Suppose we all had a money tree. What a splendid garden it would be, carefully tending our trees, pruning each branch.
Spring brings that first sign of new life; we’ll call it loose change. That makes a person feel good – there’s hope for vast rewards. Summer – ah summer – shows us the bold green color of our hard-earned bounty.
Then, glorious autumn. With each dollar in full maturity dropping on the yard, our treasured money tree is giving us the pleasure of literally raking in the dough. (And I don’t want to talk about winter!)
Of course, there is no money tree. Rather, we all deal with a little thing called reality when it comes to commerce. Yet even in this less-exciting version of the universe, there are ways of making your financial gardens grow and bloom
In Plain English
Leasing equipment, rather than buying, can present the potential for positive progress. In my discussions with vendors and customers, I find some who are all for leasing, while others can’t see how it fits into their plans. How about a look at “Leasing 101” to get a better understanding?

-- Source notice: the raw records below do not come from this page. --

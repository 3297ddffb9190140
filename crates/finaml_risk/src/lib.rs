//! # finaml Risk (L3: Application)
//!
//! Monte Carlo portfolio simulation and risk analytics.
//!
//! This crate provides:
//! - Ordered portfolios of instruments (`portfolio`)
//! - Seeded random number generation with per-batch streams (`rng`)
//! - The per-trial valuation, rate samplers and trial drivers (`simulation`)
//! - Mean, standard deviation, VaR, ES and risk reports (`analytics`)
//! - Risk parameters, simulation settings and TOML scenarios (`config`)
//! - Rayon batch execution (`parallel`)
//!
//! ## Architecture
//!
//! ```text
//! ┌─────────────────────────────────────────┐
//! │            finaml_risk (L3)             │
//! ├─────────────────────────────────────────┤
//! │  config/     - parameters, scenarios   │
//! │  simulation/ - trials, rate samplers   │
//! │  analytics/  - VaR, ES, risk report    │
//! │  rng/        - seeded streams          │
//! │  parallel/   - Rayon batches           │
//! └─────────────────────────────────────────┘
//!          ↓
//! ┌─────────────────────────────────────────┐
//! │           finaml_models (L2)            │
//! │  instruments, valuation, Black-Scholes  │
//! └─────────────────────────────────────────┘
//! ```
//!
//! ## Example
//!
//! ```
//! use finaml_risk::analytics::assess_portfolio;
//! use finaml_risk::config::{RiskParameters, SimulationConfig};
//! use finaml_risk::portfolio::Portfolio;
//! use finaml_models::instruments::Instrument;
//!
//! let portfolio = Portfolio::new()
//!     .with(Instrument::stock("AAPL", 150.0).unwrap())
//!     .with(Instrument::bond("XYZ", 1000.0, 0.05).unwrap());
//!
//! let params = RiskParameters::builder().trials(1_000).build().unwrap();
//! let config = SimulationConfig::builder().seed(42).build().unwrap();
//!
//! let report = assess_portfolio(&portfolio, &params, &config).unwrap();
//! assert!(report.expected_shortfall <= report.value_at_risk);
//! ```

#![deny(missing_docs)]
#![deny(rustdoc::broken_intra_doc_links)]
#![deny(rustdoc::private_intra_doc_links)]

pub mod analytics;
pub mod config;
pub mod parallel;
pub mod portfolio;
pub mod rng;
pub mod simulation;
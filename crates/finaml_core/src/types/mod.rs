//! Core types for valuation and risk.
//!
//! - [`error`]: `ValuationError` and the `DegenerateInput` flag
//! - [`time`]: `Expiration` and ACT/365 year fractions

pub mod error;
pub mod time;

pub use error::{DegenerateInput, ValuationError};
pub use time::{year_fraction_act365, Expiration};
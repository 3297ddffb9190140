//! Criterion benchmarks for finaml_risk.
//!
//! Benchmarks cover:
//! - Single-trial portfolio valuation
//! - Sequential vs Rayon-batched trial drivers
//! - VaR / ES / full risk report over large result sets

use criterion::{black_box, criterion_group, criterion_main, BenchmarkId, Criterion};
use finaml_models::instruments::{Instrument, OptionKind};
use finaml_risk::analytics::{expected_shortfall, value_at_risk, RiskReport};
use finaml_risk::config::{RiskParameters, SimulationConfig};
use finaml_risk::portfolio::Portfolio;
use finaml_risk::simulation::{run_trials, run_trials_parallel, simulate_once, StochasticRates};

fn build_portfolio(n: usize) -> Portfolio {
    (0..n)
        .map(|i| match i % 3 {
            0 => Instrument::stock(format!("S{i}"), 50.0 + i as f64).unwrap(),
            1 => Instrument::bond(format!("B{i}"), 1000.0, 0.03 + 0.001 * i as f64).unwrap(),
            _ => Instrument::option(OptionKind::Call, format!("S{i}"), 100.0, "2030-06-30", 0.25)
                .unwrap(),
        })
        .collect()
}

fn bench_simulate_once(c: &mut Criterion) {
    let mut group = c.benchmark_group("simulate_once");

    for n in [3, 30, 300] {
        let portfolio = build_portfolio(n);
        group.bench_with_input(BenchmarkId::new("instruments", n), &portfolio, |b, p| {
            b.iter(|| simulate_once(black_box(p), 0.1, 0.05, 5.0));
        });
    }

    group.finish();
}

fn bench_trial_drivers(c: &mut Criterion) {
    let mut group = c.benchmark_group("trial_drivers");
    group.sample_size(20);
    let portfolio = build_portfolio(30);

    for trials in [10_000, 100_000] {
        let params = RiskParameters::builder().trials(trials).build().unwrap();
        let config = SimulationConfig::default();

        group.bench_with_input(BenchmarkId::new("sequential", trials), &trials, |b, &t| {
            b.iter(|| {
                let mut sampler = StochasticRates::from_config(&params, &config).unwrap();
                run_trials(&portfolio, &mut sampler, t, 5.0)
            });
        });

        group.bench_with_input(BenchmarkId::new("parallel", trials), &trials, |b, _| {
            b.iter(|| run_trials_parallel(&portfolio, &params, &config));
        });
    }

    group.finish();
}

fn bench_risk_measures(c: &mut Criterion) {
    let mut group = c.benchmark_group("risk_measures");
    let params = RiskParameters::builder().trials(100_000).build().unwrap();
    let result =
        run_trials_parallel(&build_portfolio(30), &params, &SimulationConfig::default()).unwrap();

    group.bench_function("value_at_risk", |b| {
        b.iter(|| value_at_risk(black_box(&result), 0.95));
    });
    group.bench_function("expected_shortfall", |b| {
        b.iter(|| expected_shortfall(black_box(&result), 0.95));
    });
    group.bench_function("risk_report", |b| {
        b.iter(|| RiskReport::from_result(black_box(&result), 0.95));
    });

    group.finish();
}

criterion_group!(
    benches,
    bench_simulate_once,
    bench_trial_drivers,
    bench_risk_measures
);
criterion_main!(benches);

The best place to start is with a definition in plain English. An equipment lease is simply a contract between a lessor (the company providing the lease) and a lessee (the end user). The lessor rents products to the lessee for a mutually agreed-upon period of time and specific rate of pay.
The two parties also agree to a purchase option for the equipment, or it is returned at the completion of the agreement.
In the U.S., there are two basic types of equipment leases offered for general business equipment. (The IRS defines other types of leases, but in the majority of cases, we’re talking about the “big two.”)
One option is the Capital Lease, very similar to an installment bank loan, and, like loans, they are treated as purchases. At the end of the term, the lessee (that’s you!) takes an ownership position.
The assets of a Capital Lease appear on your balance sheet, with the equipment included on the depreciation schedule rather than treating it as a line item expense.
Tax code incentives (which are constantly changing), such as the 50 percent depreciation bonus, play very well come tax payment time. And note that a Capital Lease is an interest-bearing note, so the interest on the lease can be classified as an expense.
On the other hand, there is the True Lease. Let’s say that you and your accountant (because you should be talking with your accountant!) have agreed it’s better to treat your lease as a rental agreement.
A True Lease can be carried off your balance sheet and listed as a line item deduction. Note, however, that these payments are not interest bearing! The payments are 100 percent written off against pre-tax dollars, minimizing your taxable income.
Like any other tax break, there are rules, so don’t get misled into thinking that a pre-set buyout, for example, 10 percent, is going to qualify you for this program. If this lease is treated as a purchase in any way, then it’s not a True Lease.
As a result, my advice is not to tango with the IRS. Or get anywhere near them, for that matter. (If you happen to have it kicking around, consult the July/August 2000 issue of Live Sound for more information on these rules or ask a qualified accountant.)
It’s always been my position that large-ticket items typically leased by live sound professionals should be capitalized. After all, ownership is usually the long-term plan of action, isn’t it?
And remember this very important rule: when capitalizing a lease, be sure to have – in writing – the exact purchase option whether it be $1, $1000 or 10 percent. I’ve heard so many horror stories about end-of lease disasters. In fact, some really well-run businesses won’t touch leasing because of this very thing.